**YOUR GOAL:**
Each line below should be set down again unchanged.

== DATA PROVIDED ==

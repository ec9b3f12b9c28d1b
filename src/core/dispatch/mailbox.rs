use crate::core::dispatch::message_queue::MessageQueueSize;

pub mod dead_letter;
pub mod dead_letter_mailbox;
pub mod mailbox;
pub mod mailbox_status;
pub mod mailbox_type;
pub mod system_mailbox;

pub trait MailboxBehavior {
  fn number_of_messages(&self) -> MessageQueueSize;
  fn has_messages(&self) -> bool;
}
use std::cmp::Ordering;
use std::fmt::Debug;
use std::sync::Arc;
use std::time::Duration;

use thiserror::Error;

pub mod blocking_queue;
pub mod queue_mpsc;
pub mod queue_priority;
pub mod queue_vec;

pub use blocking_queue::{BlockingQueue, BlockingQueueReader, BlockingQueueWriter};
pub use queue_mpsc::{QueueMpsc, QueueMpscReader, QueueMpscWriter};
pub use queue_priority::{QueuePriority, QueuePriorityReader, QueuePriorityWriter};
pub use queue_vec::{QueueVec, QueueVecReader, QueueVecWriter};

pub trait Element: Debug + Send + 'static {}

impl Element for i32 {}
impl Element for i64 {}
impl Element for u32 {}
impl Element for u64 {}
impl Element for usize {}
impl Element for bool {}
impl Element for String {}

/// Total order over queue elements, shared by producers and the consumer.
pub type Comparator<E> = Arc<dyn Fn(&E, &E) -> Ordering + Send + Sync>;

#[derive(Debug, Clone, PartialEq, Eq)]
pub enum QueueSize {
  Limitless,
  Limited(usize),
}

impl QueueSize {
  pub fn is_limitless(&self) -> bool {
    matches!(self, QueueSize::Limitless)
  }
}

#[derive(Debug, Error)]
pub enum QueueError<E: Element> {
  #[error("the queue is full")]
  Full(E),
  #[error("the offer timed out after {timeout:?}")]
  OfferTimeout { element: E, timeout: Duration },
  #[error("the operation is not supported by this queue")]
  Unsupported(E),
}

impl<E: Element> QueueError<E> {
  /// Recovers the rejected element so the caller can re-route it.
  pub fn into_element(self) -> E {
    match self {
      QueueError::Full(element) => element,
      QueueError::OfferTimeout { element, .. } => element,
      QueueError::Unsupported(element) => element,
    }
  }
}

pub trait QueueBehavior<E: Element> {
  fn len(&self) -> QueueSize;
  fn capacity(&self) -> QueueSize;

  fn non_empty(&self) -> bool {
    match self.len() {
      QueueSize::Limited(len) => len > 0,
      QueueSize::Limitless => true,
    }
  }

  fn is_empty(&self) -> bool {
    !self.non_empty()
  }
}

pub trait QueueWriterBehavior<E: Element>: QueueBehavior<E> {
  fn offer(&mut self, element: E) -> Result<(), QueueError<E>>;
}

/// Extension for deque-backed queues that can inject at the front.
pub trait DequeWriterBehavior<E: Element>: QueueWriterBehavior<E> {
  fn offer_first(&mut self, element: E) -> Result<(), QueueError<E>>;
}

pub trait QueueReaderBehavior<E: Element>: QueueBehavior<E> {
  fn poll(&mut self) -> Option<E>;
}

pub trait QueueWriterFactoryBehavior<E: Element> {
  type Writer: QueueWriterBehavior<E>;
  fn writer(&self) -> Self::Writer;
}

pub trait QueueReaderFactoryBehavior<E: Element> {
  type Reader: QueueReaderBehavior<E>;
  fn reader(&self) -> Self::Reader;
}

pub trait QueueRWFactoryBehavior<E: Element>: QueueWriterFactoryBehavior<E> + QueueReaderFactoryBehavior<E> {}

pub trait QueueWithRWFactoryBehavior<E: Element>: QueueBehavior<E> + QueueRWFactoryBehavior<E> {}
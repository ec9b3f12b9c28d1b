use crate::core::actor::actor_ref::ActorRef;
use crate::core::dispatch::envelope::Envelope;
use crate::core::dispatch::message_queue::{
  MessageQueueBehavior, MessageQueueReaderBehavior, MessageQueueSize, MessageQueueWriterBehavior,
};
use crate::infrastructure::queue::{
  QueueBehavior, QueueError, QueueReaderBehavior, QueueReaderFactoryBehavior, QueueVec, QueueVecReader,
  QueueVecWriter, QueueWriterBehavior, QueueWriterFactoryBehavior,
};

/// General-purpose unbounded FIFO; non-blocking on both sides.
#[derive(Debug, Clone)]
pub struct UnboundedMessageQueue {
  queue: QueueVec<Envelope>,
}

#[derive(Debug, Clone)]
pub struct UnboundedMessageQueueWriter {
  queue: QueueVec<Envelope>,
  writer: QueueVecWriter<Envelope>,
}

#[derive(Debug, Clone)]
pub struct UnboundedMessageQueueReader {
  queue: QueueVec<Envelope>,
  reader: QueueVecReader<Envelope>,
}

impl UnboundedMessageQueue {
  pub fn of_vec() -> Self {
    Self { queue: QueueVec::new() }
  }

  pub fn writer(&self) -> UnboundedMessageQueueWriter {
    UnboundedMessageQueueWriter {
      queue: self.queue.clone(),
      writer: self.queue.writer(),
    }
  }

  pub fn reader(&self) -> UnboundedMessageQueueReader {
    UnboundedMessageQueueReader {
      queue: self.queue.clone(),
      reader: self.queue.reader(),
    }
  }
}

impl MessageQueueBehavior for UnboundedMessageQueue {
  fn number_of_messages(&self) -> MessageQueueSize {
    self.queue.len().into()
  }

  fn has_messages(&self) -> bool {
    self.queue.non_empty()
  }
}

impl MessageQueueBehavior for UnboundedMessageQueueWriter {
  fn number_of_messages(&self) -> MessageQueueSize {
    self.queue.len().into()
  }

  fn has_messages(&self) -> bool {
    self.queue.non_empty()
  }
}

impl MessageQueueWriterBehavior for UnboundedMessageQueueWriter {
  fn enqueue(&mut self, _receiver: &ActorRef, handle: Envelope) -> Result<(), QueueError<Envelope>> {
    self.writer.offer(handle)
  }
}

impl MessageQueueBehavior for UnboundedMessageQueueReader {
  fn number_of_messages(&self) -> MessageQueueSize {
    self.queue.len().into()
  }

  fn has_messages(&self) -> bool {
    self.queue.non_empty()
  }
}

impl MessageQueueReaderBehavior for UnboundedMessageQueueReader {
  fn dequeue(&mut self) -> Option<Envelope> {
    self.reader.poll()
  }
}
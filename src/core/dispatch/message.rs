use std::fmt::Debug;

/// Marker for values that can travel through a mailbox.
pub trait Message: Debug + Send + Sync + 'static {}

impl Message for i32 {}
impl Message for i64 {}
impl Message for u32 {}
impl Message for u64 {}
impl Message for usize {}
impl Message for bool {}
impl Message for String {}
impl Message for () {}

===

**RESULT FOR THIS TASK:**
repository ec9b3f12b9c28d1b
filename src/core/dispatch/mailbox.rs
use crate::core::dispatch::message_queue::MessageQueueSize;

pub mod dead_letter;
pub mod dead_letter_mailbox;
pub mod mailbox;
pub mod mailbox_status;
pub mod mailbox_type;
pub mod system_mailbox;

pub trait MailboxBehavior {
  fn number_of_messages(&self) -> MessageQueueSize;
  fn has_messages(&self) -> bool;
}
use std::cmp::Ordering;
use std::fmt::Debug;
use std::sync::Arc;
use std::time::Duration;

use thiserror::Error;

pub mod blocking_queue;
pub mod queue_mpsc;
pub mod queue_priority;
pub mod queue_vec;

pub use blocking_queue::{BlockingQueue, BlockingQueueReader, BlockingQueueWriter};
pub use queue_mpsc::{QueueMpsc, QueueMpscReader, QueueMpscWriter};
pub use queue_priority::{QueuePriority, QueuePriorityReader, QueuePriorityWriter};
pub use queue_vec::{QueueVec, QueueVecReader, QueueVecWriter};

pub trait Element: Debug + Send + 'static {}

impl Element for i32 {}
impl Element for i64 {}
impl Element for u32 {}
impl Element for u64 {}
impl Element for usize {}
impl Element for bool {}
impl Element for String {}

/// Total order over queue elements, shared by producers and the consumer.
pub type Comparator<E> = Arc<dyn Fn(&E, &E) -> Ordering + Send + Sync>;

#[derive(Debug, Clone, PartialEq, Eq)]
pub enum QueueSize {
  Limitless,
  Limited(usize),
}

impl QueueSize {
  pub fn is_limitless(&self) -> bool {
    matches!(self, QueueSize::Limitless)
  }
}

#[derive(Debug, Error)]
pub enum QueueError<E: Element> {
  #[error("the queue is full")]
  Full(E),
  #[error("the offer timed out after {timeout:?}")]
  OfferTimeout { element: E, timeout: Duration },
  #[error("the operation is not supported by this queue")]
  Unsupported(E),
}

impl<E: Element> QueueError<E> {
  /// Recovers the rejected element so the caller can re-route it.
  pub fn into_element(self) -> E {
    match self {
      QueueError::Full(element) => element,
      QueueError::OfferTimeout { element, .. } => element,
      QueueError::Unsupported(element) => element,
    }
  }
}

pub trait QueueBehavior<E: Element> {
  fn len(&self) -> QueueSize;
  fn capacity(&self) -> QueueSize;

  fn non_empty(&self) -> bool {
    match self.len() {
      QueueSize::Limited(len) => len > 0,
      QueueSize::Limitless => true,
    }
  }

  fn is_empty(&self) -> bool {
    !self.non_empty()
  }
}

pub trait QueueWriterBehavior<E: Element>: QueueBehavior<E> {
  fn offer(&mut self, element: E) -> Result<(), QueueError<E>>;
}

/// Extension for deque-backed queues that can inject at the front.
pub trait DequeWriterBehavior<E: Element>: QueueWriterBehavior<E> {
  fn offer_first(&mut self, element: E) -> Result<(), QueueError<E>>;
}

pub trait QueueReaderBehavior<E: Element>: QueueBehavior<E> {
  fn poll(&mut self) -> Option<E>;
}

pub trait QueueWriterFactoryBehavior<E: Element> {
  type Writer: QueueWriterBehavior<E>;
  fn writer(&self) -> Self::Writer;
}

pub trait QueueReaderFactoryBehavior<E: Element> {
  type Reader: QueueReaderBehavior<E>;
  fn reader(&self) -> Self::Reader;
}

pub trait QueueRWFactoryBehavior<E: Element>: QueueWriterFactoryBehavior<E> + QueueReaderFactoryBehavior<E> {}

pub trait QueueWithRWFactoryBehavior<E: Element>: QueueBehavior<E> + QueueRWFactoryBehavior<E> {}
repository ec9b3f12b9c28d1b
use crate::core::actor::actor_ref::ActorRef;
use crate::core::dispatch::envelope::Envelope;
use crate::core::dispatch::message_queue::{
  MessageQueueBehavior, MessageQueueReaderBehavior, MessageQueueSize, MessageQueueWriterBehavior,
};
use crate::infrastructure::queue::{
  QueueBehavior, QueueError, QueueReaderBehavior, QueueReaderFactoryBehavior, QueueVec, QueueVecReader,
  QueueVecWriter, QueueWriterBehavior, QueueWriterFactoryBehavior,
};

/// General-purpose unbounded FIFO; non-blocking on both sides.
#[derive(Debug, Clone)]
pub struct UnboundedMessageQueue {
  queue: QueueVec<Envelope>,
}

#[derive(Debug, Clone)]
pub struct UnboundedMessageQueueWriter {
  queue: QueueVec<Envelope>,
  writer: QueueVecWriter<Envelope>,
}

#[derive(Debug, Clone)]
pub struct UnboundedMessageQueueReader {
  queue: QueueVec<Envelope>,
  reader: QueueVecReader<Envelope>,
}

impl UnboundedMessageQueue {
  pub fn of_vec() -> Self {
    Self { queue: QueueVec::new() }
  }

  pub fn writer(&self) -> UnboundedMessageQueueWriter {
    UnboundedMessageQueueWriter {
      queue: self.queue.clone(),
      writer: self.queue.writer(),
    }
  }

  pub fn reader(&self) -> UnboundedMessageQueueReader {
    UnboundedMessageQueueReader {
      queue: self.queue.clone(),
      reader: self.queue.reader(),
    }
  }
}

impl MessageQueueBehavior for UnboundedMessageQueue {
  fn number_of_messages(&self) -> MessageQueueSize {
    self.queue.len().into()
  }

  fn has_messages(&self) -> bool {
    self.queue.non_empty()
  }
}

impl MessageQueueBehavior for UnboundedMessageQueueWriter {
  fn number_of_messages(&self) -> MessageQueueSize {
    self.queue.len().into()
  }

  fn has_messages(&self) -> bool {
    self.queue.non_empty()
  }
}

impl MessageQueueWriterBehavior for UnboundedMessageQueueWriter {
  fn enqueue(&mut self, _receiver: &ActorRef, handle: Envelope) -> Result<(), QueueError<Envelope>> {
    self.writer.offer(handle)
  }
}

impl MessageQueueBehavior for UnboundedMessageQueueReader {
  fn number_of_messages(&self) -> MessageQueueSize {
    self.queue.len().into()
  }

  fn has_messages(&self) -> bool {
    self.queue.non_empty()
  }
}

impl MessageQueueReaderBehavior for UnboundedMessageQueueReader {
  fn dequeue(&mut self) -> Option<Envelope> {
    self.reader.poll()
  }
}
filename src/core/dispatch/message.rs
use std::fmt::Debug;

/// Marker for values that can travel through a mailbox.
pub trait Message: Debug + Send + Sync + 'static {}

impl Message for i32 {}
impl Message for i64 {}
impl Message for u32 {}
impl Message for u64 {}
impl Message for usize {}
impl Message for bool {}
impl Message for String {}
impl Message for () {}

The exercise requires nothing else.